Nel quarto trimestre del 2021 la quota di abitazioni acquistate con il ricorso al mutuo ipotecario è salita al 73,0% dal 71,3% del terzo trimestre precedente, avvicinandosi ai valori dell’estate del 2019. Il rapporto fra l’entità del prestito e il valore dell’immobile è invece rimasto pressoché stabile rispetto al trimestre precedente e si attesta al 78,0%. Si tratta di un altro segnale di ottimismo tra i nostri connazionali, considerato che nel frattempo i prezzi delle abitazioni hanno ripreso a salire. In questo l’inflazione, più che operare da freno, agisce come spinta. In particolare, chi già programmava un acquisto immobiliare tende ad accelerare la decisione quando prevede che i prezzi cresceranno ancora.
Tassi contenuti
I tassi di interesse sulle operazioni di finanziamento si mantengono su livelli particolarmente bassi. A febbraio la media delle erogazioni è stata completata con un interesse medio del 2,15%. Per fare un confronto, nel 2007, vale a dire prima della grande crisi finanziaria, il tasso si aggirava intorno al 6,2%. Poi lo scoppio della bolla relativa ai mutui subprime e la conseguente recessione globale hanno spinto le banche centrali a ridurre progressivamente i tassi ufficiali fino a zero.
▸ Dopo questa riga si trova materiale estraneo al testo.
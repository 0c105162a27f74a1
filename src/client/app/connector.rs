use std::io::{Error as IoError, ErrorKind as IoErrorKind};
use std::path::{Path, PathBuf};
use std::sync::Arc;

use snafu::{prelude::*, IntoError};
use tokio::io::DuplexStream;
use tokio::net::UnixStream;
use tokio::sync::mpsc::{self, Receiver, Sender};

use crate::utils::stream::Stream;

/// Opens a stream to the daemon.
#[async_trait::async_trait]
pub trait Connector: Send + Sync + 'static {
    /// # Errors
    ///
    /// Returns [`ConnectError::Unavailable`] when nothing is listening.
    async fn connect(&self) -> Result<Box<dyn Stream>, ConnectError>;
}

/// An error while connecting to the daemon.
#[derive(Debug, Snafu, Clone)]
#[non_exhaustive]
pub enum ConnectError {
    #[snafu(display("Endpoint {endpoint} is unavailable"))]
    Unavailable { endpoint: String },
    #[snafu(display("Could not connect to endpoint"))]
    System {
        #[snafu(source(from(IoError, Arc::new)))]
        source: Arc<IoError>,
    },
}

fn connect_error(err: IoError, endpoint: &Path) -> ConnectError {
    match err.kind() {
        // A socket file nobody listens on is what a crashed daemon leaves.
        IoErrorKind::NotFound | IoErrorKind::ConnectionRefused => ConnectError::Unavailable {
            endpoint: endpoint.display().to_string(),
        },
        _ => SystemSnafu.into_error(err),
    }
}

/// Connects to the daemon socket at a fixed path.
#[derive(Debug, Clone)]
pub struct UnixConnector {
    path: PathBuf,
}

impl UnixConnector {
    pub fn new<P: AsRef<Path>>(path: P) -> Self {
        Self {
            path: path.as_ref().to_path_buf(),
        }
    }
}

#[async_trait::async_trait]
impl Connector for UnixConnector {
    async fn connect(&self) -> Result<Box<dyn Stream>, ConnectError> {
        let stream = UnixStream::connect(&self.path)
            .await
            .map_err(|err| connect_error(err, &self.path))?;
        Ok(Box::new(stream))
    }
}

/// A [`Connector`] which hands the far end of each in-memory stream to a
/// channel, for tests.
#[derive(Debug, Clone)]
pub struct DuplexConnector {
    peers: Sender<DuplexStream>,
    buffer_size: usize,
}

impl DuplexConnector {
    /// Creates a [`DuplexConnector`] and the receiver of server ends.
    pub fn new(buffer_size: usize) -> (Self, Receiver<DuplexStream>) {
        let (peers, receiver) = mpsc::channel(1);
        (Self { peers, buffer_size }, receiver)
    }
}

#[async_trait::async_trait]
impl Connector for DuplexConnector {
    async fn connect(&self) -> Result<Box<dyn Stream>, ConnectError> {
        let (local, peer) = tokio::io::duplex(self.buffer_size);
        if self.peers.send(peer).await.is_err() {
            return UnavailableSnafu {
                endpoint: "<memory>",
            }
            .fail();
        }
        Ok(Box::new(local))
    }
}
Solo da pochi giorni, la Fed americana ha avviato la stagione della normalizzazione, con un rialzo dello 0,25% dettato dalla volontà di tenere a freno l’inflazione, mentre per ora la Bce ha rinviato ogni discorso in merito, limitandosi a deliberare una riduzione degli acquisti di emissioni governative dell’area. Le due sponde dell’Oceano non sono divise solo dal differente ritmo di crescita del carovita, +7,9% annuo negli Stati Uniti e +5,9% nell’Eurozona, ma anche dalla natura dei rialzi, che da noi sono trainati per la gran parte dall’impennata dei prezzi energetici, mentre in America pesa anche una componente più strutturale come quella salariale.
La qualità del credito resta buona
Le banche continuano a tenere larghi i cordoni della borsa grazie soprattutto alla consapevolezza che la qualità del credito resta elevata. Le sofferenze nette – vale a dire i crediti divenuti di difficile esigibilità, calcolati al netto di svalutazioni e accantonamenti già effettuati – a gennaio si sono attestate a 18,2 miliardi di euro. Un dato in crescita di 3 miliardi rispetto al mese precedente, ma in calo di 1,7 miliardi su gennaio 2021. Dunque, a dispetto delle previsioni, la situazione resta sotto controllo e questo fa ben sperare per il futuro. In particolare, il rapporto sofferenze nette su impieghi totali si ferma all’1,04%, un decimo in meno rispetto a un anno prima e su livelli ampiamente sostenibili.